Personal information
- Full name: Lynn Marie Vidali -Gautschi
- National team: United States
- Born: May 26, 1952 (age 74) San Francisco, California, U.S.
- Occupation(s): High School Teacher, swim coach
- Height: 5 ft 7 in (1.70 m)
- Weight: 141 lb (64 kg)
- Children: 2

Sport
- Sport: Swimming
- Event: 200, 400 Meter Individual Medley
- Strokes: Breaststroke, Individual Medley
- Club: San Francisco Recreational Park Club Santa Clara Swim Club
- College team: San Jose State University
- Coach: Charlie Sava, (San Francisco Club) George Haines (Santa Clara SC)

Medal record
Women's swimming
Representing the United States
Olympic Games
| Silver medal – second place | 1968 Mexico City | 400 m medley |
| Bronze medal – third place | 1972 Munich | 200 m medley |

= Lynn Vidali =

American swimmer (born 1952)

Lynn Marie Vidali (born May 26, 1952), also known by her married name Lynn Gautschi, is an American former competition swimmer, who competed for San Jose State University, a two-time Olympic medalist, and a former world record-holder in the 200-meter individual medley. After receiving a degree in Kinesiology and teaching certificate from San Jose State in 1977, she had a 34 year career as a High School physical education teacher and swim coach in Southern California.

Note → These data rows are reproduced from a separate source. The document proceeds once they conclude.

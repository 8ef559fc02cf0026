use std::fs;
use std::path::{Path, PathBuf};

use chrono::Local;
use directories::BaseDirs;
use merge::Merge;
use tracing::{debug, info, warn};

pub use iptunnel_traits::config::{Config, ConfigError, ConfigStore};

pub const APP_NAME: &str = "IPTunnelGsmMeta";
const CONFIG_FILE: &str = "config.json";

/// `%APPDATA%\IPTunnelGsmMeta\config.json` on Windows,
/// `~/.iptunnelgsmmeta/config.json` elsewhere.
pub fn default_config_path() -> Result<PathBuf, ConfigError> {
    let dirs = BaseDirs::new().ok_or(ConfigError::NoConfigDir)?;
    let dir = if cfg!(windows) {
        dirs.config_dir().join(APP_NAME)
    } else {
        dirs.home_dir().join(format!(".{}", APP_NAME.to_lowercase()))
    };
    Ok(dir.join(CONFIG_FILE))
}

/// Resolves a path that may start with `~/`.
pub fn expand_tilde<P: AsRef<Path>>(path: P) -> Option<PathBuf> {
    let path = path.as_ref();
    let Ok(rest) = path.strip_prefix("~") else {
        return Some(path.to_path_buf());
    };

    BaseDirs::new().map(|dirs| dirs.home_dir().join(rest))
}

/// Configuration persisted as a JSON file.
pub struct JsonConfigStore {
    path: PathBuf,
    config: Config,
}

impl JsonConfigStore {
    /// Opens the store at its default location.
    pub fn open_default() -> Result<Self, ConfigError> {
        Ok(Self::open(default_config_path()?))
    }

    /// Loads `path` over the defaults. A missing file yields the defaults; an
    /// unreadable one is reported and also yields the defaults, so the store
    /// stays usable and the next save repairs the file.
    pub fn open(path: impl Into<PathBuf>) -> Self {
        let path = path.into();
        let config = match read_layer(&path) {
            Ok(Some(layer)) => over_defaults(layer),
            Ok(None) => {
                debug!("No configuration at {}, using defaults", path.display());
                Config::default()
            }
            Err(e) => {
                warn!("Error loading config from {}: {}", path.display(), e);
                Config::default()
            }
        };
        Self { path, config }
    }

    pub fn auto_connect(&self) -> bool {
        self.config.auto_connect.unwrap_or(false)
    }

    pub fn set_auto_connect(&mut self, enabled: bool) -> Result<(), ConfigError> {
        self.config.auto_connect = Some(enabled);
        self.save()
    }

    pub fn minimize_to_tray(&self) -> bool {
        self.config.minimize_to_tray.unwrap_or(true)
    }

    pub fn set_minimize_to_tray(&mut self, enabled: bool) -> Result<(), ConfigError> {
        self.config.minimize_to_tray = Some(enabled);
        self.save()
    }

    pub fn show_notifications(&self) -> bool {
        self.config.show_notifications.unwrap_or(true)
    }

    pub fn set_show_notifications(&mut self, enabled: bool) -> Result<(), ConfigError> {
        self.config.show_notifications = Some(enabled);
        self.save()
    }

    pub fn log_level(&self) -> Option<&str> {
        self.config.log_level.as_deref()
    }

    pub fn export_to(&self, path: &Path) -> Result<(), ConfigError> {
        fs::write(path, serde_json::to_string_pretty(&self.config)?)?;
        info!("Configuration exported to {}", path.display());
        Ok(())
    }

    /// Replaces the current configuration with the contents of `path` and
    /// saves it.
    pub fn import_from(&mut self, path: &Path) -> Result<(), ConfigError> {
        let content = fs::read_to_string(path)?;
        let value: serde_json::Value = serde_json::from_str(&content)?;
        if !value.is_object() {
            return Err(ConfigError::InvalidFormat);
        }
        let layer: Config = serde_json::from_value(value)?;
        self.config = over_defaults(layer);
        info!("Configuration imported from {}", path.display());
        self.save()
    }
}

impl ConfigStore for JsonConfigStore {
    fn config(&self) -> &Config {
        &self.config
    }

    fn path(&self) -> &Path {
        &self.path
    }

    fn set_command(&mut self, command: &str) -> Result<(), ConfigError> {
        let command = command.trim();
        if command.is_empty() {
            return Err(ConfigError::EmptyCommand);
        }
        if !command.starts_with("ssh") {
            return Err(ConfigError::InvalidCommand);
        }

        self.config.server_command = Some(command.to_string());
        self.config.first_run = Some(false);
        self.save()
    }

    fn clear(&mut self) -> Result<(), ConfigError> {
        self.config = Config::default();
        self.save()
    }

    fn save(&mut self) -> Result<(), ConfigError> {
        if let Some(dir) = self.path.parent() {
            fs::create_dir_all(dir)?;
        }
        self.config.last_updated = Some(Local::now());
        fs::write(&self.path, serde_json::to_string_pretty(&self.config)?)?;
        debug!("Configuration saved to {}", self.path.display());
        Ok(())
    }
}

fn read_layer(path: &Path) -> Result<Option<Config>, ConfigError> {
    if !path.exists() {
        return Ok(None);
    }
    let content = fs::read_to_string(path)?;
    Ok(Some(serde_json::from_str(&content)?))
}

fn over_defaults(layer: Config) -> Config {
    let mut config = Config::default();
    config.merge(layer);
    config
}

== Early life and swimming ==
Vidali was born May 26, 1952, in San Francisco, to father Alfred and mother Betty L. Vidali. Of Italian heritage, Lynn's father Alfred worked for the Pacific Telephone Company for 39 years. Swimming by the age of six, Vidali was a member of the synchronized swim club, the San Francisco Merrionettes through the age of nine, where she likely trained in swimming as well. By 12, she received training for competition from San Francisco's Hall of Fame Coach Charlie Sava at the San Francisco Recreational Park Club at Larsen Pool, where training could be provided year round. The Larson pool is now named for Sava. She qualified as a trial finalist for the Junior Olympics in the 200-meter Individual Medley in May, 1964.

At 15, Vidali left San Francisco to train with Hall of Fame Coach George Haines at the renowned Santa Clara Swim Club, around 45 miles South of her native San Francisco. She began attending
Santa Clara High School and rented a room with a swimming family in Santa Clara. With the highly competitive Santa Clara Club, she soon averaged four hours of training a day.

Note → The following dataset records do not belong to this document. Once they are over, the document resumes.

use std::path::Path;

use chrono::{DateTime, Local};
use merge::Merge;
use serde::{Deserialize, Serialize};
use thiserror::Error;

/// A custom merge strategy for `Option<T>` fields. It overwrites the destination
/// (`left`) with the source (`right`) only if the source is `Some`.
fn overwrite_if_some<T>(left: &mut Option<T>, right: Option<T>) {
    if right.is_some() {
        *left = right;
    }
}

#[derive(Error, Debug)]
pub enum ConfigError {
    #[error("Could not determine the home directory for the configuration file")]
    NoConfigDir,
    #[error("Command cannot be empty")]
    EmptyCommand,
    #[error("Invalid SSH command format")]
    InvalidCommand,
    #[error("Invalid configuration file format")]
    InvalidFormat,
    #[error("Failed to access configuration file: {0}")]
    Io(#[from] std::io::Error),
    #[error("Failed to parse configuration file: {0}")]
    Parse(#[from] serde_json::Error),
}

#[derive(Serialize, Deserialize, Merge, Debug, Clone, PartialEq)]
pub struct Config {
    #[merge(strategy = overwrite_if_some)]
    #[serde(default)]
    pub server_command: Option<String>,
    #[merge(strategy = overwrite_if_some)]
    #[serde(default)]
    pub auto_connect: Option<bool>,
    #[merge(strategy = overwrite_if_some)]
    #[serde(default)]
    pub minimize_to_tray: Option<bool>,
    #[merge(strategy = overwrite_if_some)]
    #[serde(default)]
    pub show_notifications: Option<bool>,
    #[merge(strategy = overwrite_if_some)]
    #[serde(default)]
    pub first_run: Option<bool>,
    #[merge(strategy = overwrite_if_some)]
    #[serde(default)]
    pub log_level: Option<String>,
    #[merge(strategy = overwrite_if_some)]
    #[serde(default, skip_serializing_if = "Option::is_none")]
    pub last_updated: Option<DateTime<Local>>,
}

impl Config {
    /// A layer with every field unset, for merging over another config.
    pub fn empty() -> Self {
        Self {
            server_command: None,
            auto_connect: None,
            minimize_to_tray: None,
            show_notifications: None,
            first_run: None,
            log_level: None,
            last_updated: None,
        }
    }
}

impl Default for Config {
    fn default() -> Self {
        Self {
            server_command: Some(String::new()),
            auto_connect: Some(false),
            minimize_to_tray: Some(true),
            show_notifications: Some(true),
            first_run: Some(true),
            log_level: Some("info".to_string()),
            last_updated: None,
        }
    }
}

/// Persistent store for the tunnel command and user preferences.
pub trait ConfigStore {
    fn config(&self) -> &Config;
    fn path(&self) -> &Path;

    /// The stored tunnel command, or an empty string.
    fn command(&self) -> String {
        self.config().server_command.clone().unwrap_or_default()
    }

    fn has_command(&self) -> bool {
        !self.command().trim().is_empty()
    }

    fn is_first_run(&self) -> bool {
        self.config().first_run.unwrap_or(true)
    }

    fn set_command(&mut self, command: &str) -> Result<(), ConfigError>;
    fn clear(&mut self) -> Result<(), ConfigError>;
    fn save(&mut self) -> Result<(), ConfigError>;
}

== 200-meter IM world record ==
In July 1966 at San Francisco's Far Western Swim Meet, while swimming for Coach Charlie Sava of the San Francisco Recreational Park Club at only 14, she set a 200 metre Individual Medley world record of 2:29. In the same Far Western Meet in San Francisco, she won the 100-meter butterfly with a time of 1:08.4, and won the 400-meter Individual Medley with a time of 5:20. During her High School swimming career in 1969-70, and in 1972 she earned AAU outdoor titles in the 200 Individual Medley. During the same years, she also won the 200 yard Individual Medley indoor title.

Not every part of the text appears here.